Objective Neurulation is driven by both changes in neurepithelial cell shape and other form-shaping events. The purpose of this study is to characterize the mechanical behavior of and to determine the biomechanical properties of neurepithelium isolated from Normal and Neural Tube Defects embryo.Methods Adult Kunming female mouse were used in this study. They were randomly assigned into two groups. Neural tube defects (NTDs) mouse model was induced by retinoic acid medication at embryo 7.25d in experiment group. The control group received same volume edible balm. Then mouse were killed by vertebra dislocation and the embryos were harvested at embryo 9.5d and 11.5d respectively. The neural tube were isolated from embryo with dissection needle and made into neurepithelial cells suspension. The micropipette aspiration combined with a standard linear viscoelastic half-space model was used to characterize viscoelastic behavior of normal and NTDs neurepithelium.Results About 48% mouse had obvious neural tube defects in the experiment group.

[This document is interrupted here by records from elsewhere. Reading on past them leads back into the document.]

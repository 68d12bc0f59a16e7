//! Linear submission saga: `Validating -> UploadingMedia -> Persisting ->
//! Done | Failed`.
//!
//! The saga owns an upload ledger. When a workflow fails after objects were
//! stored, [`Saga::finish`] removes them again in reverse order. Removal is
//! best effort: a failed delete is logged and the original error is kept.

use voicematch_core::media::UploadFile;
use voicematch_db::{Bucket, DataStore, StoreError};

use crate::result::SubmissionError;

#[derive(Debug, Clone, Copy, PartialEq, Eq)]
pub enum Stage {
    Validating,
    UploadingMedia,
    Persisting,
    Done,
    Failed,
}

/// An object stored during the current submission.
#[derive(Debug, Clone, PartialEq, Eq)]
pub struct StoredObject {
    pub bucket: Bucket,
    pub path: String,
    pub public_url: String,
}

pub struct Saga<'a> {
    store: &'a dyn DataStore,
    workflow: &'static str,
    stage: Stage,
    ledger: Vec<StoredObject>,
}

impl<'a> Saga<'a> {
    pub fn new(store: &'a dyn DataStore, workflow: &'static str) -> Self {
        Self {
            store,
            workflow,
            stage: Stage::Validating,
            ledger: Vec::new(),
        }
    }

    pub fn store(&self) -> &'a dyn DataStore {
        self.store
    }

    pub fn advance(&mut self, next: Stage) {
        tracing::debug!(workflow = self.workflow, from = ?self.stage, to = ?next, "Saga stage change");
        self.stage = next;
    }

    /// Store `file` under a fresh path in `bucket` and record it in the ledger.
    pub async fn upload(
        &mut self,
        bucket: Bucket,
        file: &UploadFile,
    ) -> Result<StoredObject, StoreError> {
        let path = bucket.object_path(file);
        let stored_path = self.store.upload_object(bucket, &path, file).await?;
        let object = StoredObject {
            bucket,
            public_url: self.store.public_url(bucket, &stored_path),
            path: stored_path,
        };
        tracing::info!(
            workflow = self.workflow,
            bucket = bucket.name(),
            path = %object.path,
            size = file.size(),
            "Uploaded object"
        );
        self.ledger.push(object.clone());
        Ok(object)
    }

    /// Close the saga. On error, compensate every recorded upload.
    pub async fn finish<T>(
        mut self,
        outcome: Result<T, SubmissionError>,
    ) -> Result<T, SubmissionError> {
        match outcome {
            Ok(value) => {
                self.advance(Stage::Done);
                Ok(value)
            }
            Err(err) => {
                self.compensate().await;
                self.advance(Stage::Failed);
                Err(err)
            }
        }
    }

    async fn compensate(&mut self) {
        while let Some(object) = self.ledger.pop() {
            match self.store.remove_object(object.bucket, &object.path).await {
                Ok(()) => tracing::info!(
                    workflow = self.workflow,
                    bucket = object.bucket.name(),
                    path = %object.path,
                    "Removed orphaned upload"
                ),
                Err(e) => tracing::warn!(
                    workflow = self.workflow,
                    bucket = object.bucket.name(),
                    path = %object.path,
                    error = %e,
                    "Failed to remove orphaned upload"
                ),
            }
        }
    }
}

The mean diameter of neurepithelium from control and experiment groups were not significantly different (P>0.05). In response to a step pressure, neurepithelium exhibited viscoelastic solid creep behavior characterized initially by a jump in displacement followed by a monotonically decreasing rate of deformation that generally reached an equilibrium displacement within 90s. No differences were found in the viscoelastic parameters of neurepithelium between E9.5d and E11.5d in control groups (P>0.05). While compared with control group, the viscoelastic parameters of neurepithelium either E9.5d or 11.5d increased significantly in experiment group(P<0.05).Conclusion Neural tube defects mouse model was successfully induced by retinoic acid medication. The experimental data showed that the mechanical behavior of neurepithelial cells is that of a viscoelastic solid. There was no change of stiffness or neurepithelium passive deformability between E9.5d and 11.5d control group. However, neurepithelium in NTDs group showed stiffer, and had higher tension to resist external force and slower passive deformability. It suggested that alteration of cellular deformability might lead to NTDs, and the mechanism of NTDs was testified from biomechanical viewpoint.